There is a clear pattern to the farmer agitations currently on in Maharashtra and Madhya Pradesh. To start with, they seem to be concentrated in the relatively more prosperous agriculture belts — the stretch from Nashik, Ahmednagar and Pune to Satara, Sangli and Kolhapur in Western Maharashtra and Neemuch, Mandsaur and Ratlam in MP’s Malwa region. Farmers here grow a range of commercial crops. They are also largely from progressive agricultural communities such as Marathas and Patidars. These farmers — unlike their brethren in drought-prone Marathwada, Vidarbha or Bundelkhand, who are largely into subsistence agriculture, and often resort to seasonal migratory employment — have seen good times, particularly through the first decade of this century till about 2013. This was a period of remunerative prices for most crops on the back of a global agri-commodity boom and domestic demand fuelled by rising incomes.

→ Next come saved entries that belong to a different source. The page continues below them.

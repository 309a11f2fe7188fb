use std::ops::Range;

use serde::Serialize;

use crate::core::{BlockKind, Document, Node};
use crate::ops::Path;

/// A linear position resolved against the tree.
#[derive(Debug, Clone, PartialEq, Eq)]
pub struct ResolvedPos {
    pub pos: usize,
    /// Innermost node whose content holds `pos`; empty for the document itself.
    pub parent: Path,
    /// For a block boundary, the index of the child that starts at `pos`
    /// (equal to the child count at the end of the content).
    pub index: usize,
    /// Distance from the start of the parent's content. Inside a text block
    /// this is the character offset into its text.
    pub parent_offset: usize,
    pub in_text_block: bool,
}

#[derive(Debug, Clone, PartialEq, Eq, Serialize)]
pub struct BlockRange {
    pub path: Path,
    pub kind: BlockKind,
    pub range: Range<usize>,
}

impl Document {
    /// Position of the boundary before child `index` of `parent`.
    pub fn boundary_pos(&self, parent: &[usize], index: usize) -> Option<usize> {
        let mut pos = 0;
        let mut children: &[Node] = &self.children;
        for &ix in parent {
            let node = children.get(ix)?;
            pos += children[..ix].iter().map(Node::size).sum::<usize>();
            let Node::Element(el) = node else {
                return None;
            };
            pos += 1;
            children = &el.children;
        }
        if index > children.len() {
            return None;
        }
        Some(pos + children[..index].iter().map(Node::size).sum::<usize>())
    }

    pub fn node_start(&self, path: &[usize]) -> Option<usize> {
        let (&ix, parent) = path.split_last()?;
        self.node(path)?;
        self.boundary_pos(parent, ix)
    }

    pub fn node_range(&self, path: &[usize]) -> Option<Range<usize>> {
        let start = self.node_start(path)?;
        Some(start..start + self.node(path)?.size())
    }

    pub fn resolve(&self, pos: usize) -> Option<ResolvedPos> {
        if pos > self.content_size() {
            return None;
        }

        let mut parent: Path = Vec::new();
        let mut children: &[Node] = &self.children;
        let mut content_start = 0;

        'descend: loop {
            let mut offset = content_start;
            for (ix, child) in children.iter().enumerate() {
                let end = offset + child.size();
                if pos == offset {
                    return Some(ResolvedPos {
                        pos,
                        parent,
                        index: ix,
                        parent_offset: pos - content_start,
                        in_text_block: false,
                    });
                }
                if pos < end {
                    let Node::Element(el) = child else {
                        return None;
                    };
                    parent.push(ix);
                    if el.kind.is_text_block() {
                        return Some(ResolvedPos {
                            pos,
                            parent,
                            index: 0,
                            parent_offset: pos - offset - 1,
                            in_text_block: true,
                        });
                    }
                    children = &el.children;
                    content_start = offset + 1;
                    continue 'descend;
                }
                offset = end;
            }

            return Some(ResolvedPos {
                pos,
                parent,
                index: children.len(),
                parent_offset: pos - content_start,
                in_text_block: false,
            });
        }
    }

    /// Every block in document order with its path and range.
    pub fn outline(&self) -> Vec<BlockRange> {
        fn walk(children: &[Node], path: &mut Path, start: usize, out: &mut Vec<BlockRange>) {
            let mut offset = start;
            for (ix, node) in children.iter().enumerate() {
                let size = node.size();
                path.push(ix);
                if let Some(kind) = node.kind() {
                    out.push(BlockRange {
                        path: path.clone(),
                        kind,
                        range: offset..offset + size,
                    });
                }
                if let Node::Element(el) = node
                    && el.kind.is_container()
                {
                    walk(&el.children, path, offset + 1, out);
                }
                path.pop();
                offset += size;
            }
        }

        let mut out = Vec::new();
        walk(&self.children, &mut Vec::new(), 0, &mut out);
        out
    }

    pub fn text_blocks(&self) -> Vec<BlockRange> {
        self.outline()
            .into_iter()
            .filter(|block| block.kind.is_text_block())
            .collect()
    }

    /// Text of `[from, to)`, with `separator` between text blocks.
    pub fn text_between(&self, from: usize, to: usize, separator: &str) -> String {
        let mut parts: Vec<String> = Vec::new();
        for block in self.text_blocks() {
            let content = block.range.start + 1..block.range.end - 1;
            if content.end < from || content.start > to {
                continue;
            }
            let Some(node) = self.node(&block.path) else {
                continue;
            };
            let start = from.max(content.start) - content.start;
            let end = to.min(content.end) - content.start;
            let text = node.text_content();
            parts.push(text.chars().skip(start).take(end.saturating_sub(start)).collect());
        }
        parts.join(separator)
    }

    /// Paths of the blocks enclosing `pos`, outermost first. Inside a text
    /// block the text block itself is the last entry.
    pub fn ancestors(&self, pos: usize) -> Vec<Path> {
        let Some(resolved) = self.resolve(pos) else {
            return Vec::new();
        };
        (1..=resolved.parent.len())
            .map(|depth| resolved.parent[..depth].to_vec())
            .collect()
    }

    /// Innermost ancestor of `pos` of the given kind.
    pub fn innermost_ancestor(&self, pos: usize, kind: BlockKind) -> Option<Path> {
        self.ancestors(pos)
            .into_iter()
            .rev()
            .find(|path| self.node(path).and_then(Node::kind) == Some(kind))
    }

    /// Maps `pos` onto the nearest position inside a text block, preferring
    /// the next one forward.
    pub fn nearest_text_pos(&self, pos: usize) -> usize {
        let pos = pos.min(self.content_size());
        if self.resolve(pos).is_some_and(|r| r.in_text_block) {
            return pos;
        }
        let blocks = self.text_blocks();
        if let Some(next) = blocks.iter().find(|b| b.range.start >= pos) {
            return next.range.start + 1;
        }
        blocks.last().map(|b| b.range.end - 1).unwrap_or(pos)
    }

    /// Start of the first text block's content.
    pub fn start_pos(&self) -> usize {
        self.nearest_text_pos(0)
    }
}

The first setback to the above party came towards mid-2014, with the collapse of world commodity prices, leading to both falling exports and rising imports of farm products from the country. The current crisis, however, has to do more with domestic headwinds that may have some link with demonetisation. In virtually every crop marketed since November — whether soyabean, green gram, pigeon-pea and potatoes or tomato, onion, garlic, red chili, fenugreek, grapes and pomegranates — farmers have experienced huge price declines. The government claims this is mainly due to bumper production. But there is also a demand side. Produce trading in India is predominantly cash-based. The body blow this traditional agro-commercial capital has suffered due to demonetisation — and the inability of formal finance to fill the gap — may explain the apparent lack of liquidity in the markets now. With nobody really to buy and stock up, the speculative capital that used to buoy commodity prices has practically ceased to exist. And it’s farmers who have taken the ultimate hit.

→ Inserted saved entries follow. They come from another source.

use std::sync::LazyLock;

use regex::{Captures, Regex};

use crate::families::{ConciseRule, ElaborateRule, FormalRule, GrammarRule, SimplifyRule};

/// One family of rewrites, fired when the lower-cased prompt mentions any of
/// its keywords.
pub trait RewriteRule: Send + Sync {
    fn id(&self) -> &'static str;

    fn keywords(&self) -> &'static [&'static str];

    fn rewrite(&self, text: &str) -> String;

    fn matches(&self, prompt: &str) -> bool {
        self.keywords().iter().any(|keyword| prompt.contains(keyword))
    }
}

/// Deterministic prompt-driven text rewriter.
///
/// Every matching family runs, in registration order, each one on the output
/// of the previous. When nothing matches, the text gets a general polish.
pub struct RuleEngine {
    rules: Vec<Box<dyn RewriteRule>>,
}

impl RuleEngine {
    pub fn new(rules: Vec<Box<dyn RewriteRule>>) -> Self {
        Self { rules }
    }

    /// concise, formal, grammar, simplify, elaborate.
    pub fn standard() -> Self {
        Self::new(vec![
            Box::new(ConciseRule),
            Box::new(FormalRule),
            Box::new(GrammarRule),
            Box::new(SimplifyRule),
            Box::new(ElaborateRule),
        ])
    }

    pub fn rules(&self) -> impl Iterator<Item = &dyn RewriteRule> {
        self.rules.iter().map(|rule| rule.as_ref())
    }

    /// Ids of the families the prompt fires, in the order they run.
    pub fn fired(&self, prompt: &str) -> Vec<&'static str> {
        let prompt = prompt.to_lowercase();
        self.rules
            .iter()
            .filter(|rule| rule.matches(&prompt))
            .map(|rule| rule.id())
            .collect()
    }

    pub fn rewrite(&self, text: &str, prompt: &str) -> String {
        let lowered = prompt.to_lowercase();
        let mut out = text.to_string();
        let mut fired = Vec::new();

        for rule in &self.rules {
            if rule.matches(&lowered) {
                out = rule.rewrite(&out);
                fired.push(rule.id());
            }
        }

        if fired.is_empty() {
            tracing::debug!("no rewrite rule matched, polishing");
            return polish(&out, prompt);
        }
        tracing::debug!(rules = ?fired, "rewrite rules fired");
        out
    }
}

impl Default for RuleEngine {
    fn default() -> Self {
        Self::standard()
    }
}

static SENTENCE_START: LazyLock<Regex> =
    LazyLock::new(|| Regex::new(r"(^\s*|[.!?]\s+)([a-z])").expect("sentence start regex"));
static WHITESPACE: LazyLock<Regex> =
    LazyLock::new(|| Regex::new(r"\s+").expect("whitespace regex"));
static SPACE_BEFORE_PERIOD: LazyLock<Regex> =
    LazyLock::new(|| Regex::new(r"\s+\.").expect("period regex"));

const TONE_SENTENCES: [(&str, &str); 3] = [
    (
        "engaging",
        " This engaging revision aims to capture and maintain the reader's interest.",
    ),
    (
        "clear",
        " This revision focuses on clarity and straightforward communication.",
    ),
    (
        "persuasive",
        " This persuasive revision is designed to effectively convince the reader.",
    ),
];

/// Sentence capitalization and spacing cleanup, followed by a closing
/// sentence picked from the prompt.
pub fn polish(text: &str, prompt: &str) -> String {
    let out = SENTENCE_START.replace_all(text, |caps: &Captures<'_>| {
        format!("{}{}", &caps[1], caps[2].to_uppercase())
    });
    let out = WHITESPACE.replace_all(&out, " ");
    let out = space_after_commas(&out);
    let mut out = SPACE_BEFORE_PERIOD
        .replace_all(&out, ".")
        .trim()
        .to_string();

    let lowered = prompt.to_lowercase();
    if let Some((_, sentence)) = TONE_SENTENCES
        .iter()
        .find(|(keyword, _)| lowered.contains(keyword))
    {
        out.push_str(sentence);
        return out;
    }

    let last_word: String = prompt
        .split(char::is_whitespace)
        .next_back()
        .unwrap_or_default()
        .chars()
        .filter(char::is_ascii_alphabetic)
        .collect();
    if last_word.len() > 3 {
        out.push_str(&format!(
            " This revision emphasizes {}.",
            last_word.to_lowercase()
        ));
    }
    out
}

/// Puts a space after every comma not already followed by whitespace.
pub(crate) fn space_after_commas(text: &str) -> String {
    let mut out = String::with_capacity(text.len());
    let mut chars = text.chars().peekable();
    while let Some(ch) = chars.next() {
        out.push(ch);
        if ch == ',' && !chars.peek().is_some_and(|next| next.is_whitespace()) {
            out.push(' ');
        }
    }
    out
}

#[cfg(test)]
mod tests {
    use super::*;

    #[test]
    fn commas_get_one_space() {
        assert_eq!(space_after_commas("a,b, c,"), "a, b, c, ");
        assert_eq!(space_after_commas(",,"), ", , ");
    }

    #[test]
    fn polish_capitalizes_sentences() {
        assert_eq!(
            polish("  hello there.  how are you?fine", "fix"),
            "Hello there. How are you?fine"
        );
    }
}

This situation is unsustainable, both politically and economically. But the solution cannot lie in farm loan waivers. Indebtedness is only the symptom of the actual disease, which is one of low prices and demand for produce. What the farm sector desperately needs is liquidity, which can come from institutional finance, modern agro-processing and organised retail, both domestic and foreign. While a zero GST rate on most primary farm produce is a welcome move, it needs to be supplemented with the removal of all restrictions on stockholding, domestic movement and exports. There is also a case to impose higher import duties, especially on pulses and edible oils, as a temporary measure. If there can be anti-dumping duties and minimum import prices on steel or float glass, why not for products from the farm — more so, in today’s troubled times?